■ Input material ■
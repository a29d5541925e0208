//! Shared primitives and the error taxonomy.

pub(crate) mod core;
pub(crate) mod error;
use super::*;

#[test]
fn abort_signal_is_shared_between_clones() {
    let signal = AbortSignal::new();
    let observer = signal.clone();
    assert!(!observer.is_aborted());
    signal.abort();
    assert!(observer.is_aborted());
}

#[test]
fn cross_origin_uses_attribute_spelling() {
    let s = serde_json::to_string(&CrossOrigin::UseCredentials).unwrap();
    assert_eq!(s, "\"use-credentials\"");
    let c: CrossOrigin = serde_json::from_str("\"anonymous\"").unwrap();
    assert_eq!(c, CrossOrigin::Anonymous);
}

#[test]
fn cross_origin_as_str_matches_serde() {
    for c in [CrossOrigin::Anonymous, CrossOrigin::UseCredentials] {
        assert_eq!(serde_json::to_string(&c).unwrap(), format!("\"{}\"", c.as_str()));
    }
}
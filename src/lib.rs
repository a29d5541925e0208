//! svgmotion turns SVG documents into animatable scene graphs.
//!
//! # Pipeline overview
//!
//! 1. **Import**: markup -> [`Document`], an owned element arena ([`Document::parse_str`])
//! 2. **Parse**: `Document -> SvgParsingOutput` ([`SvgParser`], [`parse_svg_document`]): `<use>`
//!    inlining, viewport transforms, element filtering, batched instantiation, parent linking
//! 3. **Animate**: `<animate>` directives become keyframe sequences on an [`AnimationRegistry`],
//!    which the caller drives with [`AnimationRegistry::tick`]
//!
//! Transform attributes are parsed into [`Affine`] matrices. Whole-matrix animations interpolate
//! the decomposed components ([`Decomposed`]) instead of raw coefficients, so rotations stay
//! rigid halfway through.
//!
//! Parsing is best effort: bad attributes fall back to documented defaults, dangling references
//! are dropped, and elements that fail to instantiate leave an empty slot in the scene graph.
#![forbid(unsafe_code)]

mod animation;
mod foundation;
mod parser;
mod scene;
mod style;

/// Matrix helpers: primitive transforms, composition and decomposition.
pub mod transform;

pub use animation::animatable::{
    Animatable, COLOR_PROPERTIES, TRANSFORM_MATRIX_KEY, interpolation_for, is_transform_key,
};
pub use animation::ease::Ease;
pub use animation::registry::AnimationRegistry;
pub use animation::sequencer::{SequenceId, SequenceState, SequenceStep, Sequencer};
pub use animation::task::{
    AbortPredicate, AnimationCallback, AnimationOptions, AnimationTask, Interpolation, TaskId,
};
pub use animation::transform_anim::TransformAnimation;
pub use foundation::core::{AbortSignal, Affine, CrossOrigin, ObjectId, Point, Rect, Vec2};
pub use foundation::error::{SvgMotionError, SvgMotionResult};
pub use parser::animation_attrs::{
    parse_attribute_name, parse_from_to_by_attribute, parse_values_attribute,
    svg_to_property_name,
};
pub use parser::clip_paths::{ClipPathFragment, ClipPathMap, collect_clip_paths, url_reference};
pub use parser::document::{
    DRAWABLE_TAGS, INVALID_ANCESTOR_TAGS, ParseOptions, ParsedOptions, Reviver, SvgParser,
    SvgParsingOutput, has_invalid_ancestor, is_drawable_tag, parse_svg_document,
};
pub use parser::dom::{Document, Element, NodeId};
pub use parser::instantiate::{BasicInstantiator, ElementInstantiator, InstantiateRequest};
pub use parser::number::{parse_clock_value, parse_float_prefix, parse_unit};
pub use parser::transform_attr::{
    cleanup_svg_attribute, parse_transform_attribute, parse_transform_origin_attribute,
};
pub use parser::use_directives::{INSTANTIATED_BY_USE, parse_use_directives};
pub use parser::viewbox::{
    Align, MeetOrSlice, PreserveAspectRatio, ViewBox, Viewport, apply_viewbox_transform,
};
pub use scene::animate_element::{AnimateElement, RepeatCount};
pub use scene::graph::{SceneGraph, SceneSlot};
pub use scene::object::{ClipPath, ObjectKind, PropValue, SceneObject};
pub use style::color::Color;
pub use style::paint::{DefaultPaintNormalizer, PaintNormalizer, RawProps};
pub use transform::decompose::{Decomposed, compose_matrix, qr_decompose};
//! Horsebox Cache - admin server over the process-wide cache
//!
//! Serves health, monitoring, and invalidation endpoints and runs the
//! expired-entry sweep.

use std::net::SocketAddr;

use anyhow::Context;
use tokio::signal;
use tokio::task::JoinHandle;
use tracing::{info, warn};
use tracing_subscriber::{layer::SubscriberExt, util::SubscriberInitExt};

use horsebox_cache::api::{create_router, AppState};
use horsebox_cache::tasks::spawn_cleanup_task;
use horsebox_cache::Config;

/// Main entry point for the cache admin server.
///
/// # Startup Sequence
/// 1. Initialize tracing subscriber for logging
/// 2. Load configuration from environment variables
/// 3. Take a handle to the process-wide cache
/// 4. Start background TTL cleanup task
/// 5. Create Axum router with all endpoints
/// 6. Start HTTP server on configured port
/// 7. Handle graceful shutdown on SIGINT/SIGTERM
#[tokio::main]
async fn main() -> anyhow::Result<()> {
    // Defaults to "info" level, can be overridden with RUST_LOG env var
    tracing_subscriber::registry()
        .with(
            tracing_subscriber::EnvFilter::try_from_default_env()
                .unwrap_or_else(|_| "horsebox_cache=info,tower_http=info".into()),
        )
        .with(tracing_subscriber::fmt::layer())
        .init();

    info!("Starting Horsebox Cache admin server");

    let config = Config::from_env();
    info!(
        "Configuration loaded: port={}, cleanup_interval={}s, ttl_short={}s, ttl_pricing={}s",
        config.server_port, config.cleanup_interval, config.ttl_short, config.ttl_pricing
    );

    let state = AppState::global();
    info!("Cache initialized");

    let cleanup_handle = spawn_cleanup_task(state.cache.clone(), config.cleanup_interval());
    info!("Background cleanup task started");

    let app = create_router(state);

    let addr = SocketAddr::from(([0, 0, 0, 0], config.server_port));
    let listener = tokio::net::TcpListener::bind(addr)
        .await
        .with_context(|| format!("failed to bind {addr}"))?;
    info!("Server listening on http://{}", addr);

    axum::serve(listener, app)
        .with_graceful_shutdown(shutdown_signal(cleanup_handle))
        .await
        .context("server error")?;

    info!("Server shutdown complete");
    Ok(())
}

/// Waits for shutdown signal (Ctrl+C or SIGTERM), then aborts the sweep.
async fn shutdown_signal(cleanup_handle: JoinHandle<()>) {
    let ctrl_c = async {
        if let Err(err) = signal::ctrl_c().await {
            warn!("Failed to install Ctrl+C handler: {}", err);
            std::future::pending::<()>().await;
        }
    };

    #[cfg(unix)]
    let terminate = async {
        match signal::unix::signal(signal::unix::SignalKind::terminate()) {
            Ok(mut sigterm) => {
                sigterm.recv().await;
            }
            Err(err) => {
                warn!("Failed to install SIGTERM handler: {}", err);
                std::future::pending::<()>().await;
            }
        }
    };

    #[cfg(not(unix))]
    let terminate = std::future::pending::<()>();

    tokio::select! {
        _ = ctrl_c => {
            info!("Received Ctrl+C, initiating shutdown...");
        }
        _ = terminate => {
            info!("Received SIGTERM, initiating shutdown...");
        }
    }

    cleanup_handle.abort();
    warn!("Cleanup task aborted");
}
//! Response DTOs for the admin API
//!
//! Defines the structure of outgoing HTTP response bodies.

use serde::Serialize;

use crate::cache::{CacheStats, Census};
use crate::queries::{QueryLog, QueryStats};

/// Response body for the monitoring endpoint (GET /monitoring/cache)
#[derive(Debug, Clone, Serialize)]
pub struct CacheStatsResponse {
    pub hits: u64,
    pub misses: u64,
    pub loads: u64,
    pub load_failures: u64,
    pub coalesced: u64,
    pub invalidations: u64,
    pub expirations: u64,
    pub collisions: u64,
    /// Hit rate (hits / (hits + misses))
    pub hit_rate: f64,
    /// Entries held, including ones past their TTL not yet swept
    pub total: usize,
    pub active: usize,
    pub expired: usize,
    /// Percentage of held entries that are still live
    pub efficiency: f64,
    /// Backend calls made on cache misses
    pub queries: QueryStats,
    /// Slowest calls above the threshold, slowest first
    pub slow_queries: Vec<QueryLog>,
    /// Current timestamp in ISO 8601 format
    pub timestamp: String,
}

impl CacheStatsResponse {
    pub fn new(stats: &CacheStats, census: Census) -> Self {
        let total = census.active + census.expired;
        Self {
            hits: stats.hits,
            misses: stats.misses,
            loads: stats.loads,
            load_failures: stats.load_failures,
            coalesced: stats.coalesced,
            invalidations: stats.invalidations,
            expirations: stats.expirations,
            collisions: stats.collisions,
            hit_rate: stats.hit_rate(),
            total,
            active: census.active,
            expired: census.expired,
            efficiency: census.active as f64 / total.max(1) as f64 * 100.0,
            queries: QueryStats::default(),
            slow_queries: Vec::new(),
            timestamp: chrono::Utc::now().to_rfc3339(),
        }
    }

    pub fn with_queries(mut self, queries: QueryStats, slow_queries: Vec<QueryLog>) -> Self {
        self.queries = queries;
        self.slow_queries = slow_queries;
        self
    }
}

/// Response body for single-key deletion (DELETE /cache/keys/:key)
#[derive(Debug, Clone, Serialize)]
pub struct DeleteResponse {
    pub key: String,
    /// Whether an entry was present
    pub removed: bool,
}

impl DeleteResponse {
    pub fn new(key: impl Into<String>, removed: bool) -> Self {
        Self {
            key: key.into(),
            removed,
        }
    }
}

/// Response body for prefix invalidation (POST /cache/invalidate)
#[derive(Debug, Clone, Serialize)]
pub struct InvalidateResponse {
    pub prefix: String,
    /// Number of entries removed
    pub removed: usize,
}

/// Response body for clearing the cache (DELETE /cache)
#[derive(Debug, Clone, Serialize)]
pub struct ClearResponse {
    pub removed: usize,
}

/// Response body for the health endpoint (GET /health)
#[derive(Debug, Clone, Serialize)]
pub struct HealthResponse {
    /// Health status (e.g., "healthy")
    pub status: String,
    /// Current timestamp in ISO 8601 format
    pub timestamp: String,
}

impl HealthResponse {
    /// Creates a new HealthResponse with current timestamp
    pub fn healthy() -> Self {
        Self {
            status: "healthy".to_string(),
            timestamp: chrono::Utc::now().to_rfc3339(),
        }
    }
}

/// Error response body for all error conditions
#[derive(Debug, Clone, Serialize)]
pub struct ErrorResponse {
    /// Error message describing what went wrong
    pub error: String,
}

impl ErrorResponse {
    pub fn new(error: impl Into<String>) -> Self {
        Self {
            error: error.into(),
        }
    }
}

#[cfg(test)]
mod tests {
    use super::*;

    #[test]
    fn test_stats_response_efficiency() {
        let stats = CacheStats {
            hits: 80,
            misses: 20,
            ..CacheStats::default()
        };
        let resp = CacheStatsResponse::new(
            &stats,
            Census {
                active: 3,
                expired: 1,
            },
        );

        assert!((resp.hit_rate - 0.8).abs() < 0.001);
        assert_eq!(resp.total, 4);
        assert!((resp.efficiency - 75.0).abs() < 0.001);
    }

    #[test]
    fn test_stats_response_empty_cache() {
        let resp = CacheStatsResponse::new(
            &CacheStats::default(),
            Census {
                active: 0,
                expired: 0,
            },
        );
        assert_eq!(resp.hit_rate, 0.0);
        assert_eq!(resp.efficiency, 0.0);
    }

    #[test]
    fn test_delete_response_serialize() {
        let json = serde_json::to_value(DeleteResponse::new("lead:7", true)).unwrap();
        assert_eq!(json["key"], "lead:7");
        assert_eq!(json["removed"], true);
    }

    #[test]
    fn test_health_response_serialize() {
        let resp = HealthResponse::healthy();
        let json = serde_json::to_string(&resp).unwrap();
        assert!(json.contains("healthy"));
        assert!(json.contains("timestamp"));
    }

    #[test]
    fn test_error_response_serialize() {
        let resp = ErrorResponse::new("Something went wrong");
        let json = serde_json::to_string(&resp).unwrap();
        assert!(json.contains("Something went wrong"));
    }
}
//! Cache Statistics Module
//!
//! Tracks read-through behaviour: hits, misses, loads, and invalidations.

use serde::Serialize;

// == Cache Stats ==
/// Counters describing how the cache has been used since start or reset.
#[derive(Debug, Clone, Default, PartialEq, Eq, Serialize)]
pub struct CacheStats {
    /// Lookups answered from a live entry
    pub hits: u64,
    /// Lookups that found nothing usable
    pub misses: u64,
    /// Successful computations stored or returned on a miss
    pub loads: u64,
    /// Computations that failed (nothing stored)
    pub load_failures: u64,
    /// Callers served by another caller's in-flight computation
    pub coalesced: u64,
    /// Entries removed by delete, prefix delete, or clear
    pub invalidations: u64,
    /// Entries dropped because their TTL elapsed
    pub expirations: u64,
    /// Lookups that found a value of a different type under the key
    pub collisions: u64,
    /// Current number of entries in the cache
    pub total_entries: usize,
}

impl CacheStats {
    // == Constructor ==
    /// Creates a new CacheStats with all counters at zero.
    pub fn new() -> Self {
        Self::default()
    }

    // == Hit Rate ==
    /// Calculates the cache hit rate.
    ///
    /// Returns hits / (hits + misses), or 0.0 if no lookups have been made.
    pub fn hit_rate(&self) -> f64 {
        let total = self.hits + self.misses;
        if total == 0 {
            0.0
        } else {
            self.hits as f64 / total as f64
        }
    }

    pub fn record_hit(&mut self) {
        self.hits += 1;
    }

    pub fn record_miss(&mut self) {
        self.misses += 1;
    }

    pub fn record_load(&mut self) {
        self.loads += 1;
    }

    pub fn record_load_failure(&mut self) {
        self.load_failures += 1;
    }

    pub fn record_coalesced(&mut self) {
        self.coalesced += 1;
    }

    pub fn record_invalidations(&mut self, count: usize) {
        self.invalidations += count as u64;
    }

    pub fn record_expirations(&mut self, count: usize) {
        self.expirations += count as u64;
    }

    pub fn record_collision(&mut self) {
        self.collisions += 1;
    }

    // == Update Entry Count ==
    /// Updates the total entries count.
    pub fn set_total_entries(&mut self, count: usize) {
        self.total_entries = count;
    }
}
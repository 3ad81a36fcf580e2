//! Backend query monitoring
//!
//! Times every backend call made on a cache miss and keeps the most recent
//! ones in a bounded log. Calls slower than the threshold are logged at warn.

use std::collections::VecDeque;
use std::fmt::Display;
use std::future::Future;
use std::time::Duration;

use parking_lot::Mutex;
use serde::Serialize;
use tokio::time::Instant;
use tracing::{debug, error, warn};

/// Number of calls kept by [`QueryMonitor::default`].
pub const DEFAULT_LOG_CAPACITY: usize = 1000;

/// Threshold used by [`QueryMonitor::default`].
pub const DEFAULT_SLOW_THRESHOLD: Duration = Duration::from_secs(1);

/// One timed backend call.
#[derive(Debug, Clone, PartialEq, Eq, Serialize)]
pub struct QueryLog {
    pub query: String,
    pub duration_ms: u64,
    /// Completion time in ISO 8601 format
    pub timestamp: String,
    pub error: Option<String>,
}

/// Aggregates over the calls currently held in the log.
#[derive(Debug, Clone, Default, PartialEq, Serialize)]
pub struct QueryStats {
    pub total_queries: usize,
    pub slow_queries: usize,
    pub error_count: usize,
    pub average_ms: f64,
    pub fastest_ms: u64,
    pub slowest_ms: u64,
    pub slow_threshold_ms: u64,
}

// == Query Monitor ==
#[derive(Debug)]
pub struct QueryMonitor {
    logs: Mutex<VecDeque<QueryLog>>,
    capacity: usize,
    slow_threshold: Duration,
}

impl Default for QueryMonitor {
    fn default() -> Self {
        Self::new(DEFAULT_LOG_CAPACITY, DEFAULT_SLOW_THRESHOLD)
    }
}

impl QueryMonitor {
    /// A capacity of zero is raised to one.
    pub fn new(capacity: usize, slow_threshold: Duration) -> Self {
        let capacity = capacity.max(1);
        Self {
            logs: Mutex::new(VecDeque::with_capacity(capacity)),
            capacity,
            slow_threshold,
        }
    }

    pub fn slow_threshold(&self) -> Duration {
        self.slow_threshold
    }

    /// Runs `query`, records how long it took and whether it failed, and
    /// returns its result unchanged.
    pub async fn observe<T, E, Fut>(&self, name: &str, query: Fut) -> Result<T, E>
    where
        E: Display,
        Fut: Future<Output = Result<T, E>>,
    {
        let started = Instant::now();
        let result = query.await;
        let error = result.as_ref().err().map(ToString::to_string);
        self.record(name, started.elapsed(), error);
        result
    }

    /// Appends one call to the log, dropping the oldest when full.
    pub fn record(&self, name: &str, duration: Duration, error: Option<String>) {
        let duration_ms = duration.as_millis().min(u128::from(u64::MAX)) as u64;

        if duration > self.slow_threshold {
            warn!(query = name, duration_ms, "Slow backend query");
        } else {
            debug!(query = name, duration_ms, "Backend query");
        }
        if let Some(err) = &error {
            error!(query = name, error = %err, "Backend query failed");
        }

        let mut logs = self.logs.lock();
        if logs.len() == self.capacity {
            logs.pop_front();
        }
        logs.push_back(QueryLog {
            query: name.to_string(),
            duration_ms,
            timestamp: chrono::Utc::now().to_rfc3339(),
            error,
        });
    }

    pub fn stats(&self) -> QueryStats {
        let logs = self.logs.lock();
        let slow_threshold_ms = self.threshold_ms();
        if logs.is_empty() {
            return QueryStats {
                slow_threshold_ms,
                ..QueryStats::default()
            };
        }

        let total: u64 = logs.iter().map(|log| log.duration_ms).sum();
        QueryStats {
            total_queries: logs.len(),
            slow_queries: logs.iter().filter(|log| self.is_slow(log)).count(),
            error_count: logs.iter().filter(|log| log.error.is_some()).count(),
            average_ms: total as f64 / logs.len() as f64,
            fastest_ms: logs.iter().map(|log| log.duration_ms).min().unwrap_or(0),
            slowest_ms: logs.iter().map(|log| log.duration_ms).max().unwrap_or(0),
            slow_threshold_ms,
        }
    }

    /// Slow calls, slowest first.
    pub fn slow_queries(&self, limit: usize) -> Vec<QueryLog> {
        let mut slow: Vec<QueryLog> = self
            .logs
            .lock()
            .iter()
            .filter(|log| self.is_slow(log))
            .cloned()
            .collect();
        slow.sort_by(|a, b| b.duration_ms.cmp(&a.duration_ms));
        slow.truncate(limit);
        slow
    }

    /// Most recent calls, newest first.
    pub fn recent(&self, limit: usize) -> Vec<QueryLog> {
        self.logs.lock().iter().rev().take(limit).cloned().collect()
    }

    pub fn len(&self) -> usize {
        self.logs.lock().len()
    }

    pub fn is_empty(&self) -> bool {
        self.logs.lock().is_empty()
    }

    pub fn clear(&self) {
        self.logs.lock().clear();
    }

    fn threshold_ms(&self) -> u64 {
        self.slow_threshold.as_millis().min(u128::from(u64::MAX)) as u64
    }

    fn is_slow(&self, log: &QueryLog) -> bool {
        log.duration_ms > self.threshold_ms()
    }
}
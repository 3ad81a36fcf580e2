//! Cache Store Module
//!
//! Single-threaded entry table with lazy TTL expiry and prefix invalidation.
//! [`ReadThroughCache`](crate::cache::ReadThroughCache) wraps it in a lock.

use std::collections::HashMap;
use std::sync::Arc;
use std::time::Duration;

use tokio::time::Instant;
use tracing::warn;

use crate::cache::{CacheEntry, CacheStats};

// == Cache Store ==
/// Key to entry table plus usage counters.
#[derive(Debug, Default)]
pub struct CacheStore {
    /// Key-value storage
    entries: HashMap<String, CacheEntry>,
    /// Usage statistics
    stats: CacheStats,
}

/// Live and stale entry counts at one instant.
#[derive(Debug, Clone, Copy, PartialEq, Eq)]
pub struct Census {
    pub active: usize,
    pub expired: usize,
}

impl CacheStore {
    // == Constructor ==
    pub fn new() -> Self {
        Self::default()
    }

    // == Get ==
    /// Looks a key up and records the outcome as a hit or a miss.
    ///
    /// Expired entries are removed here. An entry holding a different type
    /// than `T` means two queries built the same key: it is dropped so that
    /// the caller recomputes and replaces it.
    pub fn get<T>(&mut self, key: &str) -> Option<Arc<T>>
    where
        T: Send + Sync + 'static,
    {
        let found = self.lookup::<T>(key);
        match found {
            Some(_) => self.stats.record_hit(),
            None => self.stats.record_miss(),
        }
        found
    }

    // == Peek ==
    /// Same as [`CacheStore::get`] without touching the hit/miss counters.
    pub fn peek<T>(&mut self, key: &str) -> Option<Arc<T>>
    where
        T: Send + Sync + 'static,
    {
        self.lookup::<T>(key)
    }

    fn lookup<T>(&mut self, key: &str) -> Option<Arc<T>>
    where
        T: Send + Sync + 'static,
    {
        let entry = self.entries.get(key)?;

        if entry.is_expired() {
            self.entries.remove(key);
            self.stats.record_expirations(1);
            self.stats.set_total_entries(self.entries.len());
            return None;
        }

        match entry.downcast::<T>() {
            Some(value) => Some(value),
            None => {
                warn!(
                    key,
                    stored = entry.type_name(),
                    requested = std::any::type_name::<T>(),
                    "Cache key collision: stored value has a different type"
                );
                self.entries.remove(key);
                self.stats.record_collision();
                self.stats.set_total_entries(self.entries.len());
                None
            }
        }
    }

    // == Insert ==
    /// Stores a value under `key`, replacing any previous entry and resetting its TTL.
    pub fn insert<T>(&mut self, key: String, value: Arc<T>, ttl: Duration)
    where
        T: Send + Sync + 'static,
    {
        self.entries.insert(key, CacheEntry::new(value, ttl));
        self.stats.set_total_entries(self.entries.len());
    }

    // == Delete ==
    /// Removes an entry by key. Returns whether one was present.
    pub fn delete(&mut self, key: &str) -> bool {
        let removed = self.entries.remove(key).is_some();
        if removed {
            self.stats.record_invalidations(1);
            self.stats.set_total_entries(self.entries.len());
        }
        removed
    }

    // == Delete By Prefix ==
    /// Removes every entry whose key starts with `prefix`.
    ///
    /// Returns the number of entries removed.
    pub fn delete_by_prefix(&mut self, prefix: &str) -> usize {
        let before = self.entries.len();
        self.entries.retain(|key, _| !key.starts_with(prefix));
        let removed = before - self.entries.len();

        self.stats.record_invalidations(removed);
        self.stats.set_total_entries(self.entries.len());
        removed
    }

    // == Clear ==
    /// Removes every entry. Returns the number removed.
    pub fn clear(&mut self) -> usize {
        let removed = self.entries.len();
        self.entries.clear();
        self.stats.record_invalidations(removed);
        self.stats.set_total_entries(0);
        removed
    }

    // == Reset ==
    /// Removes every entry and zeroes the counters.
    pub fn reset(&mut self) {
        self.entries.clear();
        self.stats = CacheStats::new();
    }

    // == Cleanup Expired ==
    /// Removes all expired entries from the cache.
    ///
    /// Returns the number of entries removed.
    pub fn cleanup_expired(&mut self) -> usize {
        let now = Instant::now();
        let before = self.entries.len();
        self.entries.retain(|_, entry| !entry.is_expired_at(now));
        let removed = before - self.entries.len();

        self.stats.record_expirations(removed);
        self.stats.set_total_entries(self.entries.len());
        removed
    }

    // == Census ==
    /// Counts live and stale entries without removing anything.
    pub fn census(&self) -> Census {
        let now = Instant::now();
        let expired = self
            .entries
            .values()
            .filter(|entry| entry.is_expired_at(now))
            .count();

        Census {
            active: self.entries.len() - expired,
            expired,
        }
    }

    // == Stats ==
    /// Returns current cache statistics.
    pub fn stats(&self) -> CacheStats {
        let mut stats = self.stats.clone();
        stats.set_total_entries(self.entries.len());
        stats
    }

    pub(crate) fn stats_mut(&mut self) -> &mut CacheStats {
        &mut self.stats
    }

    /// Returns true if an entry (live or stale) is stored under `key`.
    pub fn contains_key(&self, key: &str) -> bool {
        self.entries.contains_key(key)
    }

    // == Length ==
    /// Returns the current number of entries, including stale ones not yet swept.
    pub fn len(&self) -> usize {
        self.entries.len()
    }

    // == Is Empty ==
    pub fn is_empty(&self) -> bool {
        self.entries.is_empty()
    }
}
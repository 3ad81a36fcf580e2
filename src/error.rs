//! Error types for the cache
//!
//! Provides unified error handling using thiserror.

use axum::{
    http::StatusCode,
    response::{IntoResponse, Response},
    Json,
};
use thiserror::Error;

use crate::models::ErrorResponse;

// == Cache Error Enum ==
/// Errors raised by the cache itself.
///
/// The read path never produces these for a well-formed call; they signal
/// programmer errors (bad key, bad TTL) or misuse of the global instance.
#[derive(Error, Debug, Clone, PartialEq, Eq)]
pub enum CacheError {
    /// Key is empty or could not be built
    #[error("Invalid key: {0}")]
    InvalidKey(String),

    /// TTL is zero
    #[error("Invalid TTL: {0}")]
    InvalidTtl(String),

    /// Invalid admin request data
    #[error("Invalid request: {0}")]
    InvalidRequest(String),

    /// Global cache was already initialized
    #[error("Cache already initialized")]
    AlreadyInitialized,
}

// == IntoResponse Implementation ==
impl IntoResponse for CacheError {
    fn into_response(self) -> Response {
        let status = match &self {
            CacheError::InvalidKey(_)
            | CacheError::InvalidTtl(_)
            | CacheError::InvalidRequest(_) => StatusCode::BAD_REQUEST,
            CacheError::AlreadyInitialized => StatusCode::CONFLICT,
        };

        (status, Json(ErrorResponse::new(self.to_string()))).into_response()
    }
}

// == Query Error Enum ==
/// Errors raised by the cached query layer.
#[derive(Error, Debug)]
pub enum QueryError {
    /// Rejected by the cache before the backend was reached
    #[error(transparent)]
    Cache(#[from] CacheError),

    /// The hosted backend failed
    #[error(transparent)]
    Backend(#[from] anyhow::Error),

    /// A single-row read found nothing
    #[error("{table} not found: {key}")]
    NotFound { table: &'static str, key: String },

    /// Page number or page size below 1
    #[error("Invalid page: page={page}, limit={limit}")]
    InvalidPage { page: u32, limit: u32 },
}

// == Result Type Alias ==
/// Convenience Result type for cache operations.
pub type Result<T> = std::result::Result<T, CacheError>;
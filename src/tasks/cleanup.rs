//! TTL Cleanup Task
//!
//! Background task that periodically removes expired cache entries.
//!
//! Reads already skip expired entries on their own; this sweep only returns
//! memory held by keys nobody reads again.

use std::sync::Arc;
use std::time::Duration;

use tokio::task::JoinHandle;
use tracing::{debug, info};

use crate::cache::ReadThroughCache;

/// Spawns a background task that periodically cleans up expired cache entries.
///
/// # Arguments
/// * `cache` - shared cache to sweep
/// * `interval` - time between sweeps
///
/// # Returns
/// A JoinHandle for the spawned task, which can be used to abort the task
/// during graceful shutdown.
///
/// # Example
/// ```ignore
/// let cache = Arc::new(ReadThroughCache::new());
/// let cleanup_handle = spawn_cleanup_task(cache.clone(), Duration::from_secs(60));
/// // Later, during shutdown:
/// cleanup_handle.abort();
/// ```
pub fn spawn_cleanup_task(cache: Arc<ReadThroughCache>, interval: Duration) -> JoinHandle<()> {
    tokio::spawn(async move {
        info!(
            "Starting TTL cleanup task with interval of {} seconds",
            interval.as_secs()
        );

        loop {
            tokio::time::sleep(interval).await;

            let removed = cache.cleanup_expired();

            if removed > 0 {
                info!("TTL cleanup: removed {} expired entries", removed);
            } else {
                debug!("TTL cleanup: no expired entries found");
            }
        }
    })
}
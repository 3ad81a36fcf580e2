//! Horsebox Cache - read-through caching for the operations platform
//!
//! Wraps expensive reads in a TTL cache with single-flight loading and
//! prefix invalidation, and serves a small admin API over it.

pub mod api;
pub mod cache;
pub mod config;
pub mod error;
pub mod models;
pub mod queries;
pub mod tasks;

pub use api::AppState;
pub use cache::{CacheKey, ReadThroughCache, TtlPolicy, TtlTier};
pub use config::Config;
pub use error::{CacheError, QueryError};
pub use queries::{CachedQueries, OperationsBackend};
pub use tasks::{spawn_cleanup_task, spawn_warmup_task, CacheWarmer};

■ Your task ■
Pull each line that includes the word "true" out of the material above.

■ Exercise output ■
        let json = serde_json::to_value(DeleteResponse::new("lead:7", true)).unwrap();
        assert_eq!(json["removed"], true);
    /// Returns true if an entry (live or stale) is stored under `key`.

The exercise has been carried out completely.